TOKYO FMのラジオ番組「ONE MORNING」内でお送りしている「JA共済 presents なるほど!交通安全」。今回の放送テーマは「前方不注意」。JAF(日本自動車連盟)東京支部 JAF認定セーフティアドバイザーの杉本実さんに、前方不注意の種類、その対策法について伺いました。
※写真はイメージです
前方不注意は、運転中にドライバーの注意が目の前の状況から逸れている状態のことで、警察庁による令和5年の交通事故統計では、第一当事者が自動車による死亡事故2,177件のうち、約4割にのぼる873件が、前方不注意によって引き起こされたものでした。
統計からもわかる通り、運転中の前方不注意は重大な事故を引き起こす危険な行為です。どんな状況で前方不注意が生じやすいかを改めて確認し、いま一度、運転を見直しましょう。
◆“前方不注意”にも2種類ある
前方不注意は、大きくわけて外在的・内在的の2種類があります。外在的前方不注意は、いわゆる“脇見運転”と呼ばれるものです。「スマートフォンやカーナビの操作、周囲の景色に気を取られるなどの理由によって、前方の状況を確認できていない状態を指します」と杉本さん。近年、交通事故の大きな要因となっている“ながら運転”も脇見の一種です。
一方、内在的前方不注意は“漫然運転”のことで、視線は前方に向いているものの注意散漫な運転をしている状態を指します。「具体的には(運転中に)ぼーっとしている、考え事をしているなどが当てはまり、“意識の脇見”といった呼び方をすることもあります」と解説します。
また、前方不注意によって“信号無視”“車線の逸脱による歩道への乗り上げ”“ガードレールへの接触”などが発生しやすくなり、それが“他の車との追突事故”“自転車や歩行者との接触事故”などにつながります。対向車線へ逸脱した場合は対向車と正面衝突してしまうケースもあり、自転車や歩行者との接触事故に至っては相手に大ケガを負わせてしまったり、命を奪ってしまうことにもなりかねません。
◆前方不注意しないために気を付けるべきこと
外在的前方不注意は、脇見運転をしないように気をつけるのが一番です。スマートフォンやカーナビ、オーディオ、空調の操作であったり、車内での飲食は、駐車可能な場所に移動してからおこなうようにしましょう。また、杉本さんは「信号待ちなどの状況でも安全とは言えません。同乗者がいる場合は、前方不注意とならないように協力を求めることも大切です」と注意喚起します。
内在的前方不注意が発生する原因としては、体調不良や疲労が多く挙げられます。長時間の運転を伴う際は、2時間に1回を目安に休憩を取りましょう。また、車内では人間の呼吸によってCO2の濃度が高くなり、それが疲労感の増加や注意力の低下を招き、眠気や頭痛を訴える人が出てきます。運転中の集中力を維持するためには、外気導入モードに設定したり、窓を少し開けて外の空気を取り込むことが効果的です。

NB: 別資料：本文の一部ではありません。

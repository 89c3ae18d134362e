//! Cohort observer trait for progress reporting and data collection.

use sdc_core::Tick;
use sdc_surface::Surface;

use crate::{AgentSnapshot, GenerationSummary, TickSummary};

/// Callbacks invoked by the [`CohortController`][crate::CohortController]
/// at key points of a generation.
///
/// All methods have default no-op implementations so implementors only need
/// to override what they care about.
///
/// # Example — generation printer
///
/// ```rust,ignore
/// struct Printer;
///
/// impl CohortObserver for Printer {
///     fn on_generation_end(&mut self, s: &GenerationSummary) {
///         println!("gen {}: best {:.1} ({:?})", s.generation, s.best_fitness, s.reason);
///     }
/// }
/// ```
pub trait CohortObserver {
    /// Called after every agent has spawned and been primed.
    fn on_generation_start(&mut self, _generation: u64, _surface: &dyn Surface, _agents: usize) {}

    /// Called at the end of each tick, after fitness has been reported.
    fn on_tick_end(&mut self, _summary: &TickSummary) {}

    /// Called every `config.snapshot_interval_ticks` ticks (never when the
    /// interval is 0).
    fn on_snapshot(&mut self, _generation: u64, _tick: Tick, _agents: &[AgentSnapshot]) {}

    /// Called once when a generation ends, after the surface was regenerated.
    fn on_generation_end(&mut self, _summary: &GenerationSummary) {}
}

/// A [`CohortObserver`] that does nothing.
pub struct NoopObserver;

impl CohortObserver for NoopObserver {}
//! Unit tests for sdc-core primitives.

#[cfg(test)]
mod ids {
    use crate::{AgentId, SlotId};

    #[test]
    fn index_roundtrip() {
        let id = AgentId(42);
        assert_eq!(id.index(), 42);
        assert_eq!(AgentId::try_from(42usize).unwrap(), id);
    }

    #[test]
    fn slot_id_rejects_overflow() {
        assert!(SlotId::try_from(70_000usize).is_err());
    }

    #[test]
    fn invalid_sentinels_are_max() {
        assert_eq!(AgentId::INVALID.0, u32::MAX);
        assert_eq!(SlotId::INVALID.0, u16::MAX);
        assert_eq!(AgentId::default(), AgentId::INVALID);
    }

    #[test]
    fn display() {
        assert_eq!(AgentId(7).to_string(), "AgentId(7)");
    }
}

#[cfg(test)]
mod geo {
    use crate::{Cell, Vec2};

    fn close(a: Vec2, b: Vec2) -> bool {
        (a.x - b.x).abs() < 1e-4 && (a.y - b.y).abs() < 1e-4
    }

    #[test]
    fn heading_zero_points_along_x() {
        let v = Vec2::new(5.0, 0.0).rotate_deg(-0.0);
        assert!(close(v, Vec2::new(5.0, 0.0)));
    }

    #[test]
    fn positive_heading_moves_up_the_screen() {
        // heading 90° → direction (0, -1) in screen coordinates.
        let v = Vec2::new(1.0, 0.0).rotate_deg(-90.0);
        assert!(close(v, Vec2::new(0.0, -1.0)), "got {v}");
    }

    #[test]
    fn to_cell_floors_negative_values() {
        assert_eq!(Vec2::new(-0.5, 2.9).to_cell(), Cell::new(-1, 2));
        assert_eq!(Vec2::new(3.0, 3.0).to_cell(), Cell::new(3, 3));
    }

    #[test]
    fn distance_is_euclidean() {
        assert!((Vec2::new(0.0, 0.0).distance(Vec2::new(3.0, 4.0)) - 5.0).abs() < 1e-6);
    }
}

#[cfg(test)]
mod command {
    use crate::{Command, Direction, Rotation};

    #[test]
    fn dead_zone_is_neutral() {
        assert_eq!(Command::from_signs(0.2, -0.32), Command::NEUTRAL);
    }

    #[test]
    fn signs_outside_dead_zone() {
        let c = Command::from_signs(0.9, -0.5);
        assert_eq!(c.direction, Direction::Forward);
        assert_eq!(c.rotation, Rotation::Left);

        let c = Command::from_signs(-0.4, 0.4);
        assert_eq!(c.direction, Direction::Backward);
        assert_eq!(c.rotation, Rotation::Right);
    }

    #[test]
    fn nan_decodes_neutral() {
        assert_eq!(Command::from_signs(f32::NAN, f32::INFINITY), Command::NEUTRAL);
    }

    #[test]
    fn one_hot_divmod() {
        assert_eq!(
            Command::from_one_hot(0),
            Command::new(Direction::Backward, Rotation::Left)
        );
        assert_eq!(Command::from_one_hot(4), Command::NEUTRAL);
        assert_eq!(
            Command::from_one_hot(8),
            Command::new(Direction::Forward, Rotation::Right)
        );
        assert_eq!(
            Command::from_one_hot(7),
            Command::new(Direction::Forward, Rotation::Neutral)
        );
        assert_eq!(Command::from_one_hot(12), Command::NEUTRAL);
    }
}

#[cfg(test)]
mod time {
    use crate::{SimConfig, Tick};

    #[test]
    fn tick_display_and_since() {
        assert_eq!(Tick(12).to_string(), "T12");
        assert_eq!(Tick(10).since(Tick(4)), 6);
        assert_eq!(Tick(3).since(Tick(4)), 0);
    }

    #[test]
    fn default_config_is_valid() {
        SimConfig::default().validate().unwrap();
    }

    #[test]
    fn zero_min_dt_rejected() {
        let cfg = SimConfig { min_dt: 0.0, ..SimConfig::default() };
        assert!(cfg.validate().is_err());
    }

    #[test]
    fn zero_budget_rejected() {
        let cfg = SimConfig { time_budget_ticks: 0, ..SimConfig::default() };
        assert!(cfg.validate().is_err());
    }

    #[test]
    fn clamp_dt_bounds() {
        let cfg = SimConfig::default();
        assert_eq!(cfg.clamp_dt(10.0), cfg.max_dt);
        assert_eq!(cfg.clamp_dt(0.0), cfg.min_dt);
        assert_eq!(cfg.clamp_dt(f32::NAN), cfg.min_dt);
        assert_eq!(cfg.clamp_dt(0.2), 0.2);
    }
}

#[cfg(test)]
mod rng {
    use crate::{AgentId, AgentRng, SimRng};

    #[test]
    fn agent_rng_reproducible() {
        let mut a = AgentRng::new(7, 3, AgentId(5));
        let mut b = AgentRng::new(7, 3, AgentId(5));
        let xs: Vec<u64> = (0..8).map(|_| a.random()).collect();
        let ys: Vec<u64> = (0..8).map(|_| b.random()).collect();
        assert_eq!(xs, ys);
    }

    #[test]
    fn agents_and_generations_get_distinct_streams() {
        let x: u64 = AgentRng::new(7, 0, AgentId(0)).random();
        let y: u64 = AgentRng::new(7, 0, AgentId(1)).random();
        let z: u64 = AgentRng::new(7, 1, AgentId(0)).random();
        assert_ne!(x, y);
        assert_ne!(x, z);
    }

    #[test]
    fn shuffle_keeps_elements() {
        let mut rng = SimRng::new(1);
        let mut v: Vec<u32> = (0..20).collect();
        rng.shuffle(&mut v);
        let mut sorted = v.clone();
        sorted.sort();
        assert_eq!(sorted, (0..20).collect::<Vec<_>>());
    }
}
//! Fluent builder for constructing a [`CohortController`].

use tracing::debug;

use sdc_core::{SimConfig, SimRng, Tick};
use sdc_decision::DecisionFunction;
use sdc_sensor::SensorEngine;
use sdc_surface::Surface;
use sdc_vehicle::KinematicModel;

use crate::{CohortController, CohortError, CohortResult, GenerationStatus, ScenarioConfig};

/// Fluent builder for [`CohortController<S>`].
///
/// # Required inputs
///
/// - [`SimConfig`] — seed, time budget, dt clamp, …
/// - [`ScenarioConfig`] — vehicle, sensors, collision and scoring policies
/// - `S: Surface` — the track or parking lot
///
/// # Optional inputs
///
/// | Method          | Default                                        |
/// |-----------------|------------------------------------------------|
/// | `.policies(v)`  | none; call `begin_generation` before stepping  |
///
/// # Example
///
/// ```rust,ignore
/// let mut cohort = CohortBuilder::new(config, ScenarioConfig::parking(), lot)
///     .policies(policies)
///     .build()?;
/// while cohort.step(dt, &mut table)?.is_running() {}
/// ```
pub struct CohortBuilder<S: Surface> {
    config:   SimConfig,
    scenario: ScenarioConfig,
    surface:  S,
    policies: Option<Vec<Box<dyn DecisionFunction>>>,
}

impl<S: Surface> CohortBuilder<S> {
    pub fn new(config: SimConfig, scenario: ScenarioConfig, surface: S) -> Self {
        Self { config, scenario, surface, policies: None }
    }

    /// Decision functions for the first generation (must be length
    /// `scenario.agent_count`).  The built controller is already running.
    pub fn policies(mut self, policies: Vec<Box<dyn DecisionFunction>>) -> Self {
        self.policies = Some(policies);
        self
    }

    /// Validate every input and return a ready controller.
    pub fn build(self) -> CohortResult<CohortController<S>> {
        self.config.validate()?;
        self.scenario.validate()?;

        if let Some(p) = &self.policies {
            if p.len() != self.scenario.agent_count {
                return Err(CohortError::AgentCountMismatch {
                    expected: self.scenario.agent_count,
                    got:      p.len(),
                    what:     "decision functions",
                });
            }
        }
        if self.scenario.scoring.needs_target() && self.surface.target_position().is_none() {
            return Err(CohortError::Config(
                "goal-seeking scoring needs a surface with a target position".into(),
            ));
        }

        #[cfg(feature = "parallel")]
        if let Some(n) = self.config.num_threads {
            // The global pool can only be configured once per process.
            if let Err(e) = rayon::ThreadPoolBuilder::new().num_threads(n).build_global() {
                debug!(error = %e, "rayon global pool already configured");
            }
        }

        let model = KinematicModel::new(self.scenario.vehicle.clone())?;
        let sensors = SensorEngine::new(
            &self.scenario.vehicle,
            self.scenario.radar.clone(),
            self.scenario.collision,
        )?;
        let rng = SimRng::new(self.config.seed).child(1);

        debug!(
            agents = self.scenario.agent_count,
            radars = self.scenario.radar.count,
            budget = self.config.time_budget_ticks,
            "cohort built"
        );

        let mut cohort = CohortController {
            config:     self.config,
            scenario:   self.scenario,
            surface:    self.surface,
            model,
            sensors,
            rng,
            slots:      Vec::new(),
            status:     GenerationStatus::Idle,
            tick:       Tick::ZERO,
            generation: 0,
            best_score: 0.0,
            best_ever:  f32::NEG_INFINITY,
            last:       None,
        };
        if let Some(policies) = self.policies {
            cohort.begin_generation(policies)?;
        }
        Ok(cohort)
    }
}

さらに、寝不足や過度な疲労を感じたときは“運転を控える”という決断も必要です。杉本さんは「強いストレスを感じているときは、運転に集中できず漫然運転になりやすい状況です。自分が安全に運転できるメンタルか、体調かどうかを客観的に判断してからハンドルを握りましょう」と呼びかけます。運転前に健康チェックをおこない、寝不足や疲労による交通事故を未然に防ぐことを心掛けましょう。
前方不注意に陥らないようにすることは、交通事故を未然に防ぐ大きなポイントです。そのことを意識して運転と向き合いましょう。